My mother always believed there was a reason for everything. She is a very special person so you have to believe it when she tells you that. After my results arrived at my house, there was a lot of tension at home. To say my dad was astounded is an understatement. My dad is someone many would call an academic. He expected a lot from his children and being the first, he probably hated the idea of this trend being emulated by my siblings. This is beside the fact that it seemed as if good money was being thrown away with nothing to show for it. Looking back now, good money was being wasted and since I now pay my own bills, it is easy to put myself in the mindset of a parent. My failure meant that more money was to be spent on and extra year of education on which money had previously being invested. It also meant that instead of being at the University where I could partially fend for myself, I was still at home where I was going to be fed full time and who knows probably eat into other people's ration. Everything meant more money and this investment was yielding no returns. My poor result meant that I could not get into a university for the 1991/1992 session. My results were mailed to me in Nairobi, Kenya where my father works for one of the international agencies and my mother made every effort to enrol me into a school so I could take my exams over again. Numerous visits to schools around the area yielded nothing. Many of them wanted to set me back by two-three years and I was not about to start high school all over again. I finally paid a visit to Nairobi Academy with my parents. It was one of the private schools in Nairobi and one of the good ones too. After a series of test and interviews, they agreed to accept me. A new chapter in my life had just begun.

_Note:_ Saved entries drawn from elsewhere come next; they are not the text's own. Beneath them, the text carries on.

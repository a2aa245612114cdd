//! Spin event decoding
//!
//! Pure functions extracting the game result from a confirmed receipt.
//! The contract emits a single non-anonymous event:
//!
//! `event Spin(address indexed user, uint256 feePaid, uint256 rewardAmount, uint8 result)`
//!
//! Only the three non-indexed fields live in the log data; any change to
//! the contract's event layout requires a matching change here.

use ethers::abi::{self, ParamType};
use ethers::types::{Address, H256, U256};
use ethers::utils::keccak256;
use rust_decimal::Decimal;

use crate::blockchain::types::{DecodedSpin, SpinReceipt, SpinResult};

/// Reward amounts are emitted as 18-decimal fixed point
const REWARD_DECIMALS: u32 = 18;

/// Receipt decode failures. All terminal for the transaction in question:
/// re-reading the same receipt cannot change the result.
#[derive(Debug, thiserror::Error)]
pub enum DecodeError {
    #[error("transaction was not sent to the roulette contract (to: {actual:?}, expected: {expected:?})")]
    WrongContract {
        expected: Address,
        actual: Option<Address>,
    },

    #[error("no Spin event found in transaction logs")]
    EventNotFound,

    #[error("malformed Spin event data")]
    InvalidData,

    #[error("unknown result code: {0}")]
    UnknownResultCode(U256),

    #[error("reward amount too large to represent: {0}")]
    RewardOverflow(U256),
}

/// topic0 of the Spin event
pub fn spin_event_topic() -> H256 {
    H256::from(keccak256("Spin(address,uint256,uint256,uint8)".as_bytes()))
}

/// Decode the spin outcome from a confirmed receipt.
///
/// Verifies the destination contract first: a well-formed Spin event in a
/// transaction sent elsewhere must never be credited.
pub fn decode_spin_event(
    receipt: &SpinReceipt,
    expected_contract: Address,
) -> Result<DecodedSpin, DecodeError> {
    if receipt.to != Some(expected_contract) {
        return Err(DecodeError::WrongContract {
            expected: expected_contract,
            actual: receipt.to,
        });
    }

    let topic = spin_event_topic();
    let log = receipt
        .logs
        .iter()
        .find(|log| log.topics.first() == Some(&topic))
        .ok_or(DecodeError::EventNotFound)?;

    // Non-indexed fields: feePaid, rewardAmount, result
    let tokens = abi::decode(
        &[
            ParamType::Uint(256),
            ParamType::Uint(256),
            ParamType::Uint(8),
        ],
        &log.data,
    )
    .map_err(|_| DecodeError::InvalidData)?;

    let fee_paid = tokens[0].clone().into_uint().ok_or(DecodeError::InvalidData)?;
    let reward_amount = tokens[1].clone().into_uint().ok_or(DecodeError::InvalidData)?;
    let result_code = tokens[2].clone().into_uint().ok_or(DecodeError::InvalidData)?;

    let outcome = if result_code <= U256::from(u8::MAX) {
        SpinResult::from_code(result_code.as_u64() as u8)
    } else {
        None
    }
    .ok_or(DecodeError::UnknownResultCode(result_code))?;

    let payout = reward_to_decimal(reward_amount)?;

    Ok(DecodedSpin {
        outcome,
        payout,
        fee_paid,
    })
}

/// Convert an 18-decimal fixed-point reward to whole tokens
fn reward_to_decimal(amount: U256) -> Result<Decimal, DecodeError> {
    if amount > U256::from(i128::MAX as u128) {
        return Err(DecodeError::RewardOverflow(amount));
    }
    let raw = amount.as_u128() as i128;
    let value = Decimal::try_from_i128_with_scale(raw, REWARD_DECIMALS)
        .map_err(|_| DecodeError::RewardOverflow(amount))?;
    Ok(value.normalize())
}

#[cfg(test)]
mod tests {
    use super::*;
    use crate::blockchain::types::SpinLog;
    use ethers::abi::Token;
    use std::str::FromStr;

    fn contract() -> Address {
        "0x1111111111111111111111111111111111111111".parse().unwrap()
    }

    fn spin_log(fee: U256, reward: U256, code: u8) -> SpinLog {
        let data = abi::encode(&[
            Token::Uint(fee),
            Token::Uint(reward),
            Token::Uint(U256::from(code)),
        ]);
        SpinLog {
            address: contract(),
            topics: vec![
                spin_event_topic(),
                // indexed user address
                H256::from_low_u64_be(0xabcd),
            ],
            data,
        }
    }

    fn receipt_with(logs: Vec<SpinLog>, to: Option<Address>) -> SpinReceipt {
        SpinReceipt {
            tx_hash: H256::from_low_u64_be(1),
            success: true,
            to,
            block_number: Some(100),
            logs,
        }
    }

    #[test]
    fn test_decode_all_result_codes() {
        let fee = U256::from(1_000_000_000_000u64);
        let reward = U256::from_dec_str("10000000000000000000").unwrap(); // 10 tokens

        for (code, expected) in [
            (0u8, SpinResult::Loss),
            (1, SpinResult::Win),
            (2, SpinResult::Jackpot),
        ] {
            let receipt = receipt_with(vec![spin_log(fee, reward, code)], Some(contract()));
            let decoded = decode_spin_event(&receipt, contract()).unwrap();
            assert_eq!(decoded.outcome, expected);
            assert_eq!(decoded.payout, Decimal::from(10));
            assert_eq!(decoded.fee_paid, fee);
        }
    }

    #[test]
    fn test_fractional_payout_conversion() {
        // 2.5 tokens = 2.5e18 wei
        let reward = U256::from_dec_str("2500000000000000000").unwrap();
        let receipt = receipt_with(
            vec![spin_log(U256::zero(), reward, 1)],
            Some(contract()),
        );
        let decoded = decode_spin_event(&receipt, contract()).unwrap();
        assert_eq!(decoded.payout, Decimal::from_str("2.5").unwrap());
    }

    #[test]
    fn test_zero_reward() {
        let receipt = receipt_with(
            vec![spin_log(U256::zero(), U256::zero(), 0)],
            Some(contract()),
        );
        let decoded = decode_spin_event(&receipt, contract()).unwrap();
        assert_eq!(decoded.payout, Decimal::ZERO);
    }

    #[test]
    fn test_wrong_contract_rejected_despite_valid_event() {
        let other: Address = "0x2222222222222222222222222222222222222222".parse().unwrap();
        let receipt = receipt_with(
            vec![spin_log(U256::zero(), U256::from(1u64), 1)],
            Some(other),
        );
        let err = decode_spin_event(&receipt, contract()).unwrap_err();
        assert!(matches!(err, DecodeError::WrongContract { .. }));
    }

    #[test]
    fn test_missing_destination_rejected() {
        let receipt = receipt_with(vec![spin_log(U256::zero(), U256::zero(), 0)], None);
        let err = decode_spin_event(&receipt, contract()).unwrap_err();
        assert!(matches!(err, DecodeError::WrongContract { .. }));
    }

    #[test]
    fn test_event_not_found() {
        let mut log = spin_log(U256::zero(), U256::zero(), 0);
        log.topics[0] = H256::from(keccak256("Transfer(address,address,uint256)".as_bytes()));
        let receipt = receipt_with(vec![log], Some(contract()));
        let err = decode_spin_event(&receipt, contract()).unwrap_err();
        assert!(matches!(err, DecodeError::EventNotFound));
    }

    #[test]
    fn test_skips_unrelated_logs() {
        let mut unrelated = spin_log(U256::zero(), U256::zero(), 0);
        unrelated.topics[0] = H256::from_low_u64_be(7);
        let spin = spin_log(U256::zero(), U256::from(10u64).pow(U256::from(18u64)), 2);
        let receipt = receipt_with(vec![unrelated, spin], Some(contract()));
        let decoded = decode_spin_event(&receipt, contract()).unwrap();
        assert_eq!(decoded.outcome, SpinResult::Jackpot);
        assert_eq!(decoded.payout, Decimal::ONE);
    }

    #[test]
    fn test_unknown_result_code() {
        let receipt = receipt_with(
            vec![spin_log(U256::zero(), U256::zero(), 9)],
            Some(contract()),
        );
        let err = decode_spin_event(&receipt, contract()).unwrap_err();
        assert!(matches!(err, DecodeError::UnknownResultCode(c) if c == U256::from(9u64)));
    }

    #[test]
    fn test_oversized_result_code_reported_verbatim() {
        // A code wider than u8 carries its actual value in the error
        let big = U256::from(0x1_0000u64);
        let data = abi::encode(&[
            Token::Uint(U256::zero()),
            Token::Uint(U256::zero()),
            Token::Uint(big),
        ]);
        let mut log = spin_log(U256::zero(), U256::zero(), 0);
        log.data = data;
        let receipt = receipt_with(vec![log], Some(contract()));
        let err = decode_spin_event(&receipt, contract()).unwrap_err();
        assert!(matches!(err, DecodeError::UnknownResultCode(c) if c == big));
    }

    #[test]
    fn test_malformed_data() {
        let mut log = spin_log(U256::zero(), U256::zero(), 0);
        log.data.truncate(40);
        let receipt = receipt_with(vec![log], Some(contract()));
        let err = decode_spin_event(&receipt, contract()).unwrap_err();
        assert!(matches!(err, DecodeError::InvalidData));
    }

    #[test]
    fn test_reward_overflow() {
        assert!(matches!(
            reward_to_decimal(U256::MAX),
            Err(DecodeError::RewardOverflow(_))
        ));
    }
}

I still had fears of what lay in my future. I was trying to erase the image of me as a baggage handler/tout at the bus station since these were the occupations my father said we might end up in if we did not study hard. I was back in school for the 1991/92 session and I had no social life whatsoever. All I could think about was University. To keep myself focused, I joined the track, soccer and volleyball team, the three areas I enjoy passionately. My books and my sports activities were all that kept body and soul together. The initial plan (or should I say my father's plan since I was not yet beyond my childhood fantasy plans) was to start my undergraduate career in one of the Nigerian Universities. By this time, the Career and Counseling Committee made up of my father, my dad and my male parent had decided that whatever happens, I was going to be an economics major. I had no choice, I could not be an engineer since I already flunked Physics and Chemistry in my SSCE; I was not sure what course a baker or a carpenter could study at the University level. If I had the choice, I could have gone pro but the question then is pro-what? In any case, who was I to argue, after all, the buck starts and stops in the same place, my father's pocket. The school year went along fine, I was concentrating with no distractions. I started excelling in the classroom and on the sports field. I won various awards for both my academic work and for track. I was almost made captain of my house had I not decided to leave the school later. The question of what University I might be headed to came up again as we were midway through the school year. The CCC still believed that a Nigerian University was the best place to get an undergraduate degree and only then should one seek an advanced degree outside the shores of the country. Well, a lot of events conspired in my favor. The most important but unfortunate event was the shut down of almost all the Nigerian universities because the academic staff was on strike protesting the non payment of their wages. That meant that the chances of going to a Nigerian university was becoming bleak. The other alternative was to go to a university in Kenya and I did not cherish the thought of that because by this time, I longed to be with my peers and frankly, I wanted to leave home and try new things.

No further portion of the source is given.